Mother and Daughter Share Haircut

Andrea Verdone Gorsegner and her 10-year-old daughter, Hannah, decided to get the same haircut: matching buzzcuts. The two decided to do this while participating in a New Jersey community head-shaving event to raise money and awareness for childhood cancer called “Shave a Hero, Save a Hero.” The duo decided on this bold move as a way to support Natalie, the Gorsegner’s youngest daughter who was diagnosed with high-risk acute lymphoblastic leukemia, a cancer of the blood and bone marrow. “I still have my lashes, I still have my eyebrows, and more importantly, I have my health. Kids with cancer have no choice but to lose every stitch of hair on their bodies, including their little lashes and eyebrows,” said mom Andrea who added that the kids are the true heroes. While her daughter was going through rigorous cancer treatments, the mom of two set up a non-profit called Infinite Love for Kids Fighting Cancer to raise money for research.


What’s in a Name?

You will probably notice fewer kids being named Harvey, Irma, Katrina, Sandy, and Andrew in the next couple of years. Those names are associated with recent hurricanes and storms which caused terrible destruction and even deaths. According to the Social Security Administration, which tracks the 1,000 most popular names annually, names tend to plummet in popularity after horrific natural disasters. Harvey was a favorable choice last year with 770 parents choosing it as the name for their newborns, but just like Katrina, the name experienced a dip from 3,323 back in 1982 to only 190 in 2016. Sandy was most popular as a girl’s name in 1960 when it was the choice for 3,648 newborns. After the storm hit the East Coast in the fall of 2012, the numbers also dropped.

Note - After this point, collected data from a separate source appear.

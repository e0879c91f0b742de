#![deny(clippy::all)]
#![deny(clippy::pedantic)]

use std::{
    future::Future,
    io,
    process::{self, ExitCode},
};

use anyhow::Result;
use camino::Utf8PathBuf;
use cbz::image::CodecOptions;
use cbz_avif::{Config, Convert, Event, LogLevel};
use clap::{Parser, Subcommand};
use indicatif::{ProgressBar, ProgressStyle};
use tokio::{signal, sync::mpsc, task::JoinHandle};
use tokio_util::sync::CancellationToken;
use tracing::warn;

#[derive(Parser, Debug)]
pub struct ConvertArgs {
    /// Input .cbz file path
    #[clap(short, long)]
    pub input: Option<Utf8PathBuf>,
    /// Output .cbz file path, defaults to the input path with `-avif` appended to its name
    #[clap(short, long)]
    pub output: Option<Utf8PathBuf>,
    /// Silent mode, do not output any logs
    #[clap(short, long, conflicts_with = "verbose")]
    pub silent: bool,
    /// Verbose log mode
    #[clap(short, long)]
    pub verbose: bool,
    /// Avif quality, from 1 to 100
    #[clap(long, default_value_t = CodecOptions::default().quality)]
    pub quality: u8,
    /// Encoding effort, from 0 (fastest) to 9 (smallest)
    #[clap(long, default_value_t = CodecOptions::default().effort)]
    pub effort: u8,
    /// Encode losslessly, `--quality` is then ignored
    #[clap(long, action)]
    pub lossless: bool,
    /// How many images are transcoded at once, defaults to the number of cpus
    #[clap(short, long)]
    pub jobs: Option<usize>,
}

#[derive(Subcommand, Debug)]
pub enum Subcommands {
    /// Convert a .cbz file to a .cbz file containing avif images
    #[clap(alias = "c")]
    Convert(ConvertArgs),
}

#[derive(Parser, Debug)]
#[clap(about, author, version)]
pub struct Args {
    #[clap(subcommand)]
    pub command: Subcommands,
}

impl From<ConvertArgs> for Config {
    fn from(args: ConvertArgs) -> Self {
        Self {
            input: args.input,
            output: args.output,
            log_level: LogLevel::from_flags(args.silent, args.verbose),
            codec_options: CodecOptions {
                effort: args.effort,
                lossless: args.lossless,
                quality: args.quality,
                ..CodecOptions::default()
            },
            max_parallel: args.jobs,
        }
    }
}

fn spawn_progress_bar(mut rx: mpsc::UnboundedReceiver<Event>) -> Result<JoinHandle<()>> {
    let style = ProgressStyle::default_bar()
        .template("[cbz-avif] {wide_bar:.green} {percent}% ({pos}/{len}) | ETA: {eta}")?;

    Ok(tokio::spawn(async move {
        let mut bar = ProgressBar::hidden();

        while let Some(event) = rx.recv().await {
            match event {
                Event::Init(len) => {
                    bar = ProgressBar::new(u64::try_from(len).unwrap_or(u64::MAX))
                        .with_style(style.clone());
                }
                Event::Transcoded(_) => {
                    bar.inc(1);
                }
                Event::Done => {
                    bar.finish_and_clear();
                }
            }
        }

        if !bar.is_finished() {
            bar.abandon();
        }
    }))
}

/// Exit code of a process killed by SIGINT
const INTERRUPTED_EXIT_CODE: i32 = 130;

/// Cancels `cancellation_token` on the first interrupt.
/// Returns `true` once a second interrupt is received.
async fn wait_for_interrupts<F, Fut>(
    mut next_interrupt: F,
    cancellation_token: CancellationToken,
) -> bool
where
    F: FnMut() -> Fut,
    Fut: Future<Output = io::Result<()>>,
{
    if next_interrupt().await.is_err() {
        return false;
    }
    warn!("interrupted, cancelling conversion (interrupt again to exit now)");
    cancellation_token.cancel();

    next_interrupt().await.is_ok()
}

fn cancel_on_interrupt(cancellation_token: CancellationToken) {
    tokio::spawn(async move {
        if wait_for_interrupts(signal::ctrl_c, cancellation_token).await {
            warn!("interrupted again, exiting");
            process::exit(INTERRUPTED_EXIT_CODE);
        }
    });
}

async fn convert(config: Config) -> Result<()> {
    let cancellation_token = CancellationToken::new();
    cancel_on_interrupt(cancellation_token.clone());

    let show_progress = config.log_level.shows_progress();
    let mut convert = Convert::new(config).set_cancellation_token(cancellation_token);

    let progress_bar = if show_progress {
        let (tx, rx) = mpsc::unbounded_channel();
        convert = convert.set_sender(tx);
        Some(spawn_progress_bar(rx)?)
    } else {
        None
    };

    // The sender is dropped with `convert`, which closes the progress bar channel
    let res = convert.convert().await;

    if let Some(progress_bar) = progress_bar {
        progress_bar.await?;
    }

    res?;

    Ok(())
}

#[tokio::main]
async fn main() -> ExitCode {
    let args = Args::parse();

    let Subcommands::Convert(convert_args) = args.command;
    let config = Config::from(convert_args);
    let log_level = config.log_level;

    tracing_subscriber::fmt()
        .with_max_level(log_level.level_filter())
        .with_writer(io::stderr)
        .init();

    match convert(config).await {
        Ok(()) => ExitCode::SUCCESS,
        Err(err) => {
            if log_level != LogLevel::Silent {
                eprintln!("Error: {err:?}");
            }
            ExitCode::FAILURE
        }
    }
}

Meet Your New Assistant, a Sanbot Robot

Is your birthday coming up? Starting this month, you can purchase your very own Sanbot Nano, an Alexa-powered humanoid robot on Amazon for only $2,800. The 2.7-foot robot is equipped with 50 sensors that help it open and close lights, avoid obstacles, recognize voices, know when someone enters the room, order pizza, or anything else that Alexa can do. “Sanbot Nano’s customized capabilities will make every family feel like they have a personal assistant,” Ryan Yu, chief marketing officer at Qihan, said in a press release. This is Qihan’s first robot designed for the home. The global personal robots market is expected to see average yearly growth of 37.8 percent between 2017 and 2022, reaching $34.1 billion in size, according to Research and Markets data. If your parents complain about the hefty price, just tell them that this robot will improve sibling rivalry as now you can have the Sanbot Nano to boss around instead of your little brother or sister.